Computing stuff tied to the physical world

Decoding Bencode data

In AVR, Software on Oct 3, 2012 at 00:01

After the encoding and collection of Bencoded data, all the pieces are finally in place to actually process that incoming data again.

I’ve extended the EmBencode library and the serialReceive demo sketch to illustrate the process:

Screen Shot 2012 09 30 at 15 15 53

Let’s try it with the same test data, i.e. the following text (all on one line):

    5:abcde3:123i12345eli987eli654eei321ee
    i999999999ed3:onei11e3:twoi22ee4:bye!

Here is the output:

Screen Shot 2012 09 30 at 15 18 03

You can see the pieces being separated, and all the different parts of the message being decoded properly. One convenient feature is that the asString() and asNumber() calls can be mixed at will. So strings that come in but are actually numeric can be decoded as numbers, and numbers can be extracted as strings. For binary data, you can get at the exact string length, even when there are 0-bytes in the data.

The library takes care of all string length manipulations, zero-byte termination (which is not in the encoded data!), and buffer management. The incoming data is in fact not copied literally to the buffer, but stored in a convenient way for subsequenct use. This is done in such a way that the amount of buffer space needed never exceeds the size of the incoming data.

The general usage guideline for this decoder is:

  • while data comes in, pass it to the decoder
  • when the decoder says it’s ready, switch to getting the data out:
    • call nextToken() to find out the type of the next data item
    • if it’s a string or a number, pull out that value as needed
  • the last token in the buffer will always be T_END
  • reset the decoder to prepare for the next incoming data

Note that dict and list nesting is decoded, but there is no processing of these lists – you merely get told where a dict or list starts, and where it ends, and this can happen in a nested fashion.

Is it primitive? Yes, quite… but it works!

But the RAM overhead is just the buffer and a few extra bytes (8 right now). And the code is also no more than 2..3 KB. So this should still fit fairly comfortably in an 8-bit ATmega (or perhaps even ATtiny).

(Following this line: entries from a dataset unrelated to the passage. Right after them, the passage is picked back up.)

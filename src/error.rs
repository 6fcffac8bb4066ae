//! Crate Error Taxonomy
//!
//! Splits failures along the lines the orchestrators care about:
//! - Transport/API/envelope failures are fatal for the invocation and
//!   propagate to the caller.
//! - Malformed *content* inside a well-formed envelope is NOT an error
//!   here; it degrades to defaults via `parse::Parsed`.
//! - `ExtractionFailed` is the one content-level failure promoted to an
//!   error, because for document extraction absence IS the signal.

use thiserror::Error;

#[derive(Error, Debug)]
pub enum Error {
    #[error("GEMINI_API_KEY not set - generative features unavailable")]
    MissingApiKey,

    #[error("Gemini API error {status}: {message}")]
    Api { status: u16, message: String },

    #[error("request to Gemini failed: {0}")]
    Transport(String),

    #[error("malformed Gemini response: {0}")]
    InvalidResponse(String),

    #[error("Gemini returned no candidates")]
    EmptyResponse,

    #[error("could not extract traveler details from the document image")]
    ExtractionFailed,
}

pub type Result<T> = std::result::Result<T, Error>;

impl From<reqwest::Error> for Error {
    fn from(err: reqwest::Error) -> Self {
        if err.is_timeout() {
            Error::Transport(format!("request timed out: {}", err))
        } else {
            Error::Transport(err.to_string())
        }
    }
}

Note that the maximum buffer size (hence packet size) is about 250 bytes. But that’s just this implementation – Bencoded data has no limitations on string length, or even numeric accuracy. That’s right: none, you could use Bencode for terabytes if you wanted to.

PS – It’s worth pointing out that this decoder is driven as a push process, but that actual extraction of the different items is a pull mechanism: once a packet has been received, you can call nextToken() as needed without blocking. Hence the for loop.

  1. Neat format. But couldn*t you use a semicolon or a period or something equally visually distinctive, instead of “e”? That would make the bare strings much more readable for humans, Also I would require a delimiter at the end of strings. It’s redundant, but redundancy is a good thing when communication is not 100% lossless.

    • Unfortunately it’s not my choice to make, since this is an existing format. Changing it means we’d lose compatibility with all the existing implementations. Couple of them coming up tomorrow, BTW.

      What I do intend to implement is a “relaxed” format, with whitespace and indentation inserted, to make this much easier to read for us mortals. This variation would not be recognised by strict decoders, but those which skip everything they don’t recognise would be able to read it. Such as the one in this post, for example.

  2. Nice implementation!

    At first I could not find the T_END but then I discovered that you add it yourself to the buffer to check for end of decoding ;-)

    And the next blog is about the next layer, ie the one that does the actual interpretation ???

Comments are closed.